Design patterns can be used informally, or can be abstracted into a formal
function, macro, or data type (often involving higher-order functions). [p.
177]

We can write a compiler as a set of macros. [p. 277]

If you can understand how to write and when to use once-only, then you truly
understand macros [p. 853]

A word to the wise: don't get carried away with macros [p. 855]

[0]
[http://www.paulgraham.com/onlisp.html](http://www.paulgraham.com/onlisp.html)
[1]
[https://letoverlambda.com/index.cl/toc](https://letoverlambda.com/index.cl/toc)
[2] [https://norvig.com/Lisp-retro.html](https://norvig.com/Lisp-retro.html)

------
kazinator
18-19 years ago, I didn't switch to Lisp because of macros.

I was hooked by the list representation: how cons cells can be treated as
immutable to implement list operations by always allocating new cells that are
garbage collected.

I was hooked by the uniform syntax: good-bye ambiguities requiring
associativity and precedence rules.

I was charmed by the empty list being _nil_ which is also Boolean false, and
the convenience of _(car nil)_ just returning nil: the resulting code looked
slick and elegant to me.

I thought it was great how you can just _quote_ any part of the syntax and you
get an expression which gives you that syntax as a piece of literal data.

Eventually I learned about _defmacro_ , too, by which time I was productively
using Lisp.

I learned about backquote before macros: wow, how great, I thought: like "foo
$bar" string interpolation in the shell but with actual data structure.

I got into Lisp not because of some online hype about macros, but because I
happened on a copy of Stuart Shapiro's _Common Lisp: An Interactive Approach_
and worked through that. Now that book can be downloaded in electronic form.
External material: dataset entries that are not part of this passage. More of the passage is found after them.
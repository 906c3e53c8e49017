use std::sync::Arc;

use tracing::{info, warn};

use crate::config::Config;
use crate::errors::{Result, VibeError};
use crate::extract::{self, Extraction};
use crate::prompt;
use crate::provider::{ChatRequest, DynProvider};
use crate::scaffold::{self, Classifier};
use crate::usage::{UsageCounter, UsageSnapshot};
use crate::wire::{GenerateRequest, GenerateResponse, UsageReport};

const PROVIDER_NAME: &str = "AIMLAPI";
const FALLBACK_MODEL: &str = "fallback";

/// Generation orchestrator: prefers the remote provider, degrades to the
/// template scaffold on any failure past validation. Every exit produces a
/// renderable file set.
pub struct Generator {
    provider: Option<DynProvider>,
    usage: Arc<UsageCounter>,
    classifier: Classifier,
    default_model: String,
}

impl Generator {
    pub fn new(cfg: &Config, provider: Option<DynProvider>, usage: Arc<UsageCounter>) -> Self {
        Self {
            provider,
            usage,
            classifier: Classifier::default(),
            default_model: cfg.model.clone(),
        }
    }

    pub fn usage(&self) -> UsageSnapshot {
        self.usage.snapshot()
    }

    pub fn degraded(&self) -> bool {
        self.provider.is_none()
    }

    pub async fn generate(&self, req: &GenerateRequest) -> Result<GenerateResponse> {
        let task = req.prompt.trim();
        if task.is_empty() {
            return Err(VibeError::InvalidRequest("Prompt is required".into()));
        }

        let Some(provider) = &self.provider else {
            // No credential configured: documented degraded mode, not an error.
            return Ok(GenerateResponse {
                code: scaffold::default_component(task),
                model: FALLBACK_MODEL.into(),
                usage: None,
                files: scaffold::file_set(&self.classifier, task, None),
            });
        };

        let model = req.model.clone().unwrap_or_else(|| self.default_model.clone());
        let chat = ChatRequest {
            model: model.clone(),
            system: prompt::system_prompt().to_string(),
            user: prompt::user_prompt(task, req.context.as_deref()),
        };

        let reply = provider.complete(&chat).await?;

        // Count the call before parsing: a successful round-trip is spend
        // even when the reply turns out to be unusable.
        let snapshot = self.usage.record(reply.total_tokens);

        let (code, files) = match extract::run_ladder(&reply.content) {
            Extraction::FileSet(files) => {
                let code = files
                    .iter()
                    .find(|f| f.path.contains("page.tsx"))
                    .or_else(|| files.first())
                    .map(|f| f.content.clone())
                    .unwrap_or_default();
                (code, files)
            }
            Extraction::CodeBlocks(blocks) => {
                let first = blocks.into_iter().next().unwrap_or_default();
                let files = scaffold::file_set(&self.classifier, task, Some(&first));
                (first, files)
            }
            Extraction::Empty => {
                warn!("reply had no parseable files; scaffolding from templates");
                let code = scaffold::default_component(task);
                let files = scaffold::file_set(&self.classifier, task, None);
                (code, files)
            }
        };

        info!(
            model = %model,
            files = files.len(),
            requests = snapshot.requests,
            "generation complete"
        );

        Ok(GenerateResponse {
            code,
            model,
            usage: Some(UsageReport {
                provider: PROVIDER_NAME.into(),
                requests: snapshot.requests,
                limit: snapshot.limit,
                tokens_used: reply.total_tokens,
            }),
            files,
        })
    }
}

#[cfg(test)]
mod tests {
    use super::*;
    use async_trait::async_trait;

    use crate::provider::{ChatReply, Provider};

    struct CannedProvider {
        reply: String,
        tokens: u64,
    }

    #[async_trait]
    impl Provider for CannedProvider {
        async fn complete(&self, _req: &ChatRequest) -> Result<ChatReply> {
            Ok(ChatReply { content: self.reply.clone(), total_tokens: self.tokens })
        }
    }

    struct FailingProvider;

    #[async_trait]
    impl Provider for FailingProvider {
        async fn complete(&self, _req: &ChatRequest) -> Result<ChatReply> {
            Err(VibeError::Upstream("AIMLAPI returned 503: unavailable".into()))
        }
    }

    fn request(prompt: &str) -> GenerateRequest {
        GenerateRequest { prompt: prompt.into(), model: None, context: None, files: None }
    }

    fn generator_with(provider: Option<DynProvider>) -> Generator {
        Generator::new(&Config::default(), provider, Arc::new(UsageCounter::new(100)))
    }

    #[tokio::test]
    async fn empty_prompt_rejected_before_any_call() {
        struct Untouchable;
        #[async_trait]
        impl Provider for Untouchable {
            async fn complete(&self, _req: &ChatRequest) -> Result<ChatReply> {
                panic!("provider must not be reached for an empty prompt");
            }
        }

        let generator = generator_with(Some(Box::new(Untouchable)));
        match generator.generate(&request("   ")).await {
            Err(VibeError::InvalidRequest(_)) => {}
            other => panic!("expected InvalidRequest, got {other:?}"),
        }
        assert_eq!(generator.usage().requests, 0);
    }

    #[tokio::test]
    async fn degraded_mode_never_calls_out_and_always_yields_files() {
        let generator = generator_with(None);
        let resp = generator.generate(&request("login page")).await.unwrap();
        assert_eq!(resp.model, "fallback");
        assert!(resp.usage.is_none());
        assert!(!resp.files.is_empty());
        assert!(resp.code.contains("login page"));
        assert_eq!(generator.usage().requests, 0);
    }

    #[tokio::test]
    async fn json_reply_round_trips_files() {
        let reply = r#"Here you go:
{"files": [
  {"path": "app/page.tsx", "content": "PAGE", "language": "typescript"},
  {"path": "lib/utils.ts", "content": "UTILS", "language": "typescript"}
], "description": "d", "setupInstructions": "s"}"#;
        let generator = generator_with(Some(Box::new(CannedProvider { reply: reply.into(), tokens: 321 })));

        let resp = generator.generate(&request("todo app")).await.unwrap();
        assert_eq!(resp.files.len(), 2);
        assert_eq!(resp.files[0].content, "PAGE");
        assert_eq!(resp.files[1].content, "UTILS");
        // page.tsx wins primary-code resolution
        assert_eq!(resp.code, "PAGE");

        let usage = resp.usage.unwrap();
        assert_eq!(usage.provider, "AIMLAPI");
        assert_eq!(usage.requests, 1);
        assert_eq!(usage.tokens_used, 321);
    }

    #[tokio::test]
    async fn code_block_reply_becomes_page_file() {
        let block = "export default function Card() {\n  return <div>hi</div>\n}";
        let reply = format!("No JSON this time.\n```tsx\n{block}\n```\nDone.");
        let generator = generator_with(Some(Box::new(CannedProvider { reply, tokens: 10 })));

        let resp = generator.generate(&request("card widget")).await.unwrap();
        assert_eq!(resp.code, block);
        let page = resp.files.iter().find(|f| f.path == "app/page.tsx").unwrap();
        assert_eq!(page.content, block);
        // scaffold synthesized around the block
        assert!(resp.files.iter().any(|f| f.path == "package.json"));
    }

    #[tokio::test]
    async fn unusable_reply_still_counts_usage_and_scaffolds() {
        let generator = generator_with(Some(Box::new(CannedProvider {
            reply: "Sorry, I can't help with that.".into(),
            tokens: 0,
        })));

        let resp = generator.generate(&request("landing page")).await.unwrap();
        assert!(!resp.files.is_empty());
        assert!(resp.code.contains("export default function"));
        assert_eq!(resp.usage.unwrap().requests, 1);
    }

    #[tokio::test]
    async fn consecutive_calls_increment_request_count() {
        let generator = generator_with(Some(Box::new(CannedProvider {
            reply: "```\nlet x = 1\n```".into(),
            tokens: 50,
        })));

        let first = generator.generate(&request("a")).await.unwrap();
        assert_eq!(first.usage.unwrap().requests, 1);
        let second = generator.generate(&request("b")).await.unwrap();
        assert_eq!(second.usage.unwrap().requests, 2);
        assert_eq!(generator.usage().tokens, 100);
    }

    #[tokio::test]
    async fn upstream_failure_surfaces_and_counts_nothing() {
        let generator = generator_with(Some(Box::new(FailingProvider)));
        match generator.generate(&request("x")).await {
            Err(VibeError::Upstream(_)) => {}
            other => panic!("expected Upstream, got {other:?}"),
        }
        assert_eq!(generator.usage().requests, 0);
    }

    #[tokio::test]
    async fn model_override_is_echoed_back() {
        let generator = generator_with(Some(Box::new(CannedProvider { reply: "".into(), tokens: 0 })));
        let mut req = request("x");
        req.model = Some("gpt-4o".into());
        let resp = generator.generate(&req).await.unwrap();
        assert_eq!(resp.model, "gpt-4o");

        let resp = generator.generate(&request("x")).await.unwrap();
        assert_eq!(resp.model, "gpt-4");
    }
}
One thing that charmed me was the Common Lisp read-table driven dispatch.
Knuth's TeX does something very similar. I imitated Knuth's idea in a macro
preprocessor that I wrote in 1999 called mpp; the preprocessor was able to
redefine its read syntax by re-assigning the categories of characters. When I
discovered that Lisp has a character-categorizing dispatch table as the basis
of its scanning, I was really bowled over: it was something I had already
liked to the point of having implemented it. (Today, I'm not so hot on read
tables any more; my TXR Lisp doesn't have the feature.)

------
komon
pepper_sauce's example is a good one, the ability to mold the language to what
features you need today is a big point.

But even beyond that I think the big purpose of macros is the ability to mold
the language the application you're applying it to. This is the Domain
Specific Language (DSL) idea.

For instance, take Protocol Buffers. The .proto format is a language that lets
you define your messages and denote which fields are required, optional, etc.
You run a compiler against these .proto files that spits out a generated
library for the platform you're on.

This sort of workflow isn't as onerous as it used to be with all the CI/CD
push to have tools that build your application in one step. But it is still a
separate language with its own compiler that must be maintained entirely
outside of your project or language ecosystem.

If, in a hypothetical universe where Lisp dominated Google, protocol buffers
had been written in Lisp you wouldn't need a separate compiler and language. A
library of macros like defpackage and defmessage could be written that would
generate the code for sending and receiving each message type you define
inline with the rest of your application. It would all be Lisp code and would
benefit from all of your Lisp tools, like linting, debugging, and testing.

And if it was written in a Lisp-y tradition, such a DSL would likely be
riddled with hooks for your application code to be able to attach to
dynamically, say if you would like every receipt of a message to be logged or
if a message fails validation you would want to page the on-call to figure out
who's sending bad messages and why.

So, in short, macros allow you to extend the language for reasons even beyond
syntactical conveniences like DESTRUCTURING-BIND. It allows you to really
shape your tools to the application at hand, and allows others to shape the
tools you share to their applications.

------
Jtsummers
What programming languages are you familiar with already?